TGXより小さい「TGS」を電動化した「eTGS」も合わせて発売した。eTGXと共通のモジュールを使用するモジュラーコンセプトの賜物だ

 eトラックの特徴の一つが内製するバッテリー構成の柔軟性だ。バッテリーパック6基の場合、2基はキャブ下に搭載し、4基はフレームのサイドに追加する形となる。その両方が最大480kWhの容量を持ち、一日の走行距離は最大で800kmに及ぶ。長距離輸送も充分に可能な航続距離だ。

 大型商用車用に開発したバッテリーは温度管理機能のついたNMCセルを採用し、小型ながら高いエネルギー密度を実現する。また、長寿命と残量の少ない場合や外気温が低い場合の優れた充放電特性も備えている。

 スーパーマーケットの配送から、建築資材の地場輸送、生産物流における長距離輸送まで、多様な用途に対応するために重要なのは、航続距離、積載量、充電時間などの面で適切な車両構成を選択することだ。たとえば都市部の集配送であれば、一般的な航続距離は1日に250kmを超えることがなく、稼働を終えたあとは翌日まで駐車場で充電できるからだ。

 モジュラーバッテリーというコンセプトはeTGXとeTGSで共通し、最大構成の6バッテリーパックに代わり、3、4、5パックという構成が可能となっている。搭載するバッテリーを減らすことで車両は最大2.4トン軽くなるため、その分の積載量を確保したり、空車時の電費を改善したりできる。

 充電はCCS方式(主にEV乗用車用の規格)の375kWに加えて、よりパワフルなMCS方式(大型車用の充電規格)にも発売当初から対応する。MCSは最初は750kWだが、後にメガワットクラスの大電力にも対応する予定となっている。

 2つのCCSの接続部はフロントのホイールアーチ後部の車両左右と、車両リアの右側フレーム横を自由に組み合わせることができる。フロントCCSの左右どちらかはMCSに変更することが可能だ。

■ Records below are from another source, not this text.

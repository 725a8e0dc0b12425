//! Wire-level contracts between the send pipeline and HTTP backends.
//!
//! The pipeline does all assembly work (templating, URL building, header
//! merging, body production, timeout stamping) before anything here runs;
//! a backend only has to move one [`WireRequest`] across the network and
//! read the body back in the representation the request asks for.

use std::fmt;
use std::sync::Arc;
use std::time::Duration;

use async_trait::async_trait;
use bytes::Bytes;
use serde::Serialize;
use url::Url;

use crate::error::TransportError;
use crate::method::RequestMethod;
use crate::param::Header;

mod reqwest_backend;

pub use reqwest_backend::ReqwestTransport;

/// Deferred producer for request body bytes.
///
/// The pipeline asks the producer for bytes once per send, so a single
/// descriptor can be sent any number of times.
#[derive(Clone, Default)]
pub enum RequestBody {
    /// No body (the default).
    #[default]
    Empty,
    /// A UTF-8 text body.
    Text(String),
    /// Raw bytes.
    Bytes(Bytes),
    /// A producer invoked at each send.
    Deferred(Arc<dyn Fn() -> Bytes + Send + Sync>),
}

impl RequestBody {
    /// Creates a text body holding the JSON serialization of `value`.
    ///
    /// The serialization happens eagerly, once. This does not set a
    /// `Content-Type` header; pair it with [`Header::content_type`].
    ///
    /// ## Errors
    ///
    /// Returns the underlying `serde_json` error when `value` cannot be
    /// serialized.
    pub fn json<T: Serialize>(value: &T) -> Result<Self, serde_json::Error> {
        Ok(Self::Text(serde_json::to_string(value)?))
    }

    /// Creates a deferred producer evaluated at each send.
    pub fn deferred<F>(producer: F) -> Self
    where
        F: Fn() -> Bytes + Send + Sync + 'static,
    {
        Self::Deferred(Arc::new(producer))
    }

    /// Produces the bytes for one send attempt.
    pub fn to_bytes(&self) -> Bytes {
        match self {
            Self::Empty => Bytes::new(),
            Self::Text(text) => Bytes::copy_from_slice(text.as_bytes()),
            Self::Bytes(bytes) => bytes.clone(),
            Self::Deferred(producer) => producer(),
        }
    }

    /// Whether this is the no-body producer.
    pub fn is_none(&self) -> bool {
        matches!(self, Self::Empty)
    }
}

impl fmt::Debug for RequestBody {
    fn fmt(&self, f: &mut fmt::Formatter<'_>) -> fmt::Result {
        match self {
            Self::Empty => write!(f, "Empty"),
            Self::Text(text) => f.debug_tuple("Text").field(text).finish(),
            Self::Bytes(bytes) => f.debug_tuple("Bytes").field(&bytes.len()).finish(),
            Self::Deferred(_) => f.debug_struct("Deferred").finish_non_exhaustive(),
        }
    }
}

/// Selects the body representation the transport must produce.
#[derive(Debug, Clone, Copy, Default, PartialEq, Eq)]
pub enum ResponseReader {
    /// Read the entire body as text (the default).
    #[default]
    Text,
    /// Read the entire body as raw bytes.
    Bytes,
    /// Drop the body unread.
    Discard,
}

/// A response body in the representation the reader selected.
#[derive(Debug, Clone, PartialEq, Eq)]
pub enum ResponseBody {
    /// The body read as text.
    Text(String),
    /// The body read as raw bytes.
    Bytes(Bytes),
    /// No body was read.
    Empty,
}

impl ResponseBody {
    /// A short name for this representation, used in error messages.
    pub fn kind(&self) -> &'static str {
        match self {
            Self::Text(_) => "text",
            Self::Bytes(_) => "bytes",
            Self::Empty => "empty",
        }
    }
}

/// The transport's answer: a status code plus the body representation the
/// response reader produced.
///
/// Publicly constructible so tests can fabricate responses without a
/// network.
#[derive(Debug, Clone, PartialEq, Eq)]
pub struct RawResponse {
    status: u16,
    body: ResponseBody,
}

impl RawResponse {
    /// Creates a raw response.
    pub fn new(status: u16, body: ResponseBody) -> Self {
        Self { status, body }
    }

    /// The HTTP status code.
    pub fn status(&self) -> u16 {
        self.status
    }

    /// Whether the status is in the 2xx range.
    pub fn is_success(&self) -> bool {
        (200..300).contains(&self.status)
    }

    /// Whether the status is in the 4xx range.
    pub fn is_client_error(&self) -> bool {
        (400..500).contains(&self.status)
    }

    /// Whether the status is in the 5xx range.
    pub fn is_server_error(&self) -> bool {
        (500..600).contains(&self.status)
    }

    /// The body as text, when it was read as text.
    pub fn text(&self) -> Option<&str> {
        match &self.body {
            ResponseBody::Text(text) => Some(text),
            _ => None,
        }
    }

    /// A byte view of the body, whatever its representation.
    ///
    /// `None` only when the body was discarded.
    pub fn bytes(&self) -> Option<&[u8]> {
        match &self.body {
            ResponseBody::Text(text) => Some(text.as_bytes()),
            ResponseBody::Bytes(bytes) => Some(bytes),
            ResponseBody::Empty => None,
        }
    }

    /// The body representation.
    pub fn body(&self) -> &ResponseBody {
        &self.body
    }

    /// Consumes the response, yielding the body.
    pub fn into_body(self) -> ResponseBody {
        self.body
    }
}

/// An assembled request, ready for a backend.
#[derive(Debug, Clone)]
pub struct WireRequest {
    /// The fully assembled, parsed request URL.
    pub url: Url,
    /// The verb to send.
    pub method: RequestMethod,
    /// Final header list: descriptor headers first, then API defaults,
    /// duplicates intact.
    pub headers: Vec<Header>,
    /// Body bytes for this attempt; empty means "no body".
    pub body: Bytes,
    /// Whole-request timeout.
    pub timeout: Duration,
    /// How the backend must read the response body.
    pub reader: ResponseReader,
}

/// An HTTP backend the pipeline hands assembled requests to.
///
/// The default backend is [`ReqwestTransport`]; tests inject scripted
/// implementations to drive the pipeline deterministically.
#[async_trait]
pub trait HttpTransport: Send + Sync {
    /// Executes one request and reads the response body as instructed by
    /// `request.reader`.
    async fn execute(&self, request: WireRequest) -> Result<RawResponse, TransportError>;
}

 バッテリー管理システムは、個々のセルの充電率や電圧・電流の監視と、充電中および走行中の温度管理を行ない、バッテリーが常に最適な状態にあることを保証するもの。

駆動ユニットの配置

800~1000kmの航続距離も視野に!? MANが満を持して投入したBEVトラックの実力は?
バッテリーパックはキャブ下の2基+フレーム側に最大4基。バッテリーは重いので最小構成(合計3基)は最大構成(同6基)より2.4トン軽くなり、その分を積載量にまわせる

 モジュラーバッテリーはeTGXとeTGSの優れた架装性にも貢献しており、フレーム左右のフリースペースにポンプや機器の収納エリア、クレーンのアウトリガなど様々なボディ用コンポーネントを搭載できる。これはバッテリー配置の柔軟性と共に架装スペースが増加したおかげだ。

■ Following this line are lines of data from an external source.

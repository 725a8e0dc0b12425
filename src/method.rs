//! HTTP method types for request descriptors.

use strum::{Display, EnumString};

use crate::error::TransportError;

/// HTTP methods for API requests.
///
/// Covers the standard verbs plus an escape hatch for APIs that use
/// non-standard ones. Parsing falls back to [`RequestMethod::Custom`] for
/// anything outside the standard set, so `parse` never fails.
///
/// ## Examples
///
/// ```rust
/// use wrapi::RequestMethod;
///
/// let method = RequestMethod::Get;
/// assert!(!method.has_body());
/// assert!(method.is_idempotent());
///
/// // Parse from string
/// let parsed: RequestMethod = "POST".parse().unwrap();
/// assert_eq!(parsed, RequestMethod::Post);
///
/// // Unknown verbs become custom methods
/// let custom: RequestMethod = "FETCH".parse().unwrap();
/// assert_eq!(custom, RequestMethod::Custom("FETCH".to_string()));
/// ```
#[derive(Debug, Clone, PartialEq, Eq, Hash, Display, EnumString)]
#[strum(serialize_all = "UPPERCASE")]
pub enum RequestMethod {
    /// HTTP GET - Retrieve a resource.
    Get,
    /// HTTP POST - Create a resource or trigger an action.
    Post,
    /// HTTP PUT - Replace a resource entirely.
    Put,
    /// HTTP PATCH - Partially update a resource.
    Patch,
    /// HTTP DELETE - Remove a resource.
    Delete,
    /// HTTP HEAD - Retrieve headers only.
    Head,
    /// HTTP OPTIONS - Query supported methods.
    Options,
    /// HTTP TRACE - Echo the request for debugging.
    Trace,
    /// A non-standard verb, sent exactly as given.
    #[strum(default)]
    Custom(String),
}

impl RequestMethod {
    /// Returns `true` if this method typically has a request body.
    pub fn has_body(&self) -> bool {
        matches!(self, Self::Post | Self::Put | Self::Patch)
    }

    /// Returns `true` if this method is idempotent.
    ///
    /// Custom verbs are treated as non-idempotent since nothing is known
    /// about them.
    pub fn is_idempotent(&self) -> bool {
        !matches!(self, Self::Post | Self::Patch | Self::Custom(_))
    }

    /// Returns `true` if this method is safe (read-only).
    pub fn is_safe(&self) -> bool {
        matches!(self, Self::Get | Self::Head | Self::Options | Self::Trace)
    }

    /// Converts to the equivalent `reqwest::Method`.
    ///
    /// ## Errors
    ///
    /// Fails with [`TransportError::InvalidMethod`] when a custom verb is
    /// not a valid HTTP method token.
    pub fn to_reqwest(&self) -> Result<reqwest::Method, TransportError> {
        match self {
            Self::Get => Ok(reqwest::Method::GET),
            Self::Post => Ok(reqwest::Method::POST),
            Self::Put => Ok(reqwest::Method::PUT),
            Self::Patch => Ok(reqwest::Method::PATCH),
            Self::Delete => Ok(reqwest::Method::DELETE),
            Self::Head => Ok(reqwest::Method::HEAD),
            Self::Options => Ok(reqwest::Method::OPTIONS),
            Self::Trace => Ok(reqwest::Method::TRACE),
            Self::Custom(name) => reqwest::Method::from_bytes(name.as_bytes()).map_err(|_| {
                TransportError::InvalidMethod { name: name.clone() }
            }),
        }
    }
}

#[cfg(test)]
mod tests {
    use super::*;

    #[test]
    fn test_display_is_uppercase() {
        assert_eq!(RequestMethod::Get.to_string(), "GET");
        assert_eq!(RequestMethod::Delete.to_string(), "DELETE");
    }

    #[test]
    fn test_custom_display_is_verbatim() {
        let method = RequestMethod::Custom("Fetch".to_string());
        assert_eq!(method.to_string(), "Fetch");
    }

    #[test]
    fn test_parse_standard_verbs() {
        let parsed: RequestMethod = "PUT".parse().unwrap();
        assert_eq!(parsed, RequestMethod::Put);
    }

    #[test]
    fn test_parse_unknown_verb_falls_back_to_custom() {
        let parsed: RequestMethod = "PURGE".parse().unwrap();
        assert_eq!(parsed, RequestMethod::Custom("PURGE".to_string()));
    }

    #[test]
    fn test_has_body() {
        assert!(!RequestMethod::Get.has_body());
        assert!(RequestMethod::Post.has_body());
        assert!(RequestMethod::Put.has_body());
        assert!(RequestMethod::Patch.has_body());
        assert!(!RequestMethod::Custom("PURGE".to_string()).has_body());
    }

    #[test]
    fn test_is_idempotent() {
        assert!(RequestMethod::Get.is_idempotent());
        assert!(!RequestMethod::Post.is_idempotent());
        assert!(RequestMethod::Put.is_idempotent());
        assert!(!RequestMethod::Custom("PURGE".to_string()).is_idempotent());
    }

    #[test]
    fn test_is_safe() {
        assert!(RequestMethod::Get.is_safe());
        assert!(RequestMethod::Head.is_safe());
        assert!(!RequestMethod::Post.is_safe());
        assert!(!RequestMethod::Custom("PURGE".to_string()).is_safe());
    }

    #[test]
    fn test_to_reqwest() {
        assert_eq!(RequestMethod::Get.to_reqwest().unwrap(), reqwest::Method::GET);
        let custom = RequestMethod::Custom("PURGE".to_string());
        assert_eq!(custom.to_reqwest().unwrap().as_str(), "PURGE");
    }

    #[test]
    fn test_to_reqwest_rejects_invalid_token() {
        let bad = RequestMethod::Custom("NOT A TOKEN".to_string());
        assert!(matches!(
            bad.to_reqwest(),
            Err(TransportError::InvalidMethod { .. })
        ));
    }
}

 キャブ下に搭載するバッテリーは、ディーゼル車におけるエンジンと同様、適切な重量配分のためでもある。

 駆動方式はフレームの中央に電動モーターを含む駆動ユニットを配置したセントラルドライブ方式だ。同期式電動モーター、インバーター、2ないし4段のトランスミッション(出力による)と制御系を一体化した駆動ユニットが、カルダンシャフト(ドライブシャフト)を介して後輪を駆動する。

 従来車で実績のある駆動軸を採用できるのも、セントラルドライブ方式の利点だ。

 モーターの馬力(出力)帯は333hp(254kW)/449hp(330kW)/544hp(400kW)を用意し、最大トルクはそれぞれ800/1150/1250Nmだ。モーターは回生ブレーキとして発電にも利用され、回生する最大電力量はモーター出力にも依存するが、制動力は最新の高性能ディーゼルエンジンの排気ブレーキに匹敵する。

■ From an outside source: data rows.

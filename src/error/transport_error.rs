//! Transport-level errors.

use thiserror::Error;

/// Errors produced while handing a request to the wire or reading the
/// response back.
///
/// Transport errors are always routed through the API definition's
/// `on_exception` hook before the rethrow policy decides whether the caller
/// sees them.
#[derive(Debug, Clone, PartialEq, Eq, Error)]
pub enum TransportError {
    /// The assembled base-URL + endpoint concatenation did not parse.
    #[error("invalid request URL `{url}`: {source}")]
    InvalidUrl {
        /// The string that failed to parse.
        url: String,
        /// The underlying parse failure.
        #[source]
        source: url::ParseError,
    },
    /// A custom verb was not a valid HTTP method token.
    #[error("invalid request method `{name}`")]
    InvalidMethod {
        /// The rejected verb.
        name: String,
    },
    /// Connection-level failure (refused, reset, DNS, TLS).
    #[error("connection error: {0}")]
    Connection(String),
    /// The request exceeded the API definition's timeout.
    #[error("request timed out")]
    Timeout,
    /// The scheduling unit running an async send died before reporting.
    #[error("request task interrupted")]
    Interrupted,
    /// The backend client could not be constructed.
    #[error("client build error: {0}")]
    Build(String),
    /// Any other backend failure.
    #[error("{0}")]
    Other(String),
}

impl From<reqwest::Error> for TransportError {
    fn from(err: reqwest::Error) -> Self {
        if err.is_timeout() {
            TransportError::Timeout
        } else if err.is_connect() {
            TransportError::Connection(err.to_string())
        } else if err.is_builder() {
            TransportError::Build(err.to_string())
        } else {
            TransportError::Other(err.to_string())
        }
    }
}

 なお、回生時のトラスミッションのシフトも自動化されており、回転数に合わせた最適な回生をサポートする。

 セントラルドライブを採用する別の利点は、車軸にモーターを組み込んだeアクスル方式より、駆動軸の荷重を大きくとれることだ。また、駆動ユニットがバネ(サスペンション)より上にあるため、いわゆる「バネ下」の重量低減による操縦安定性と、フレームにマウントされる駆動系を振動や衝撃から守ることにもつながっている。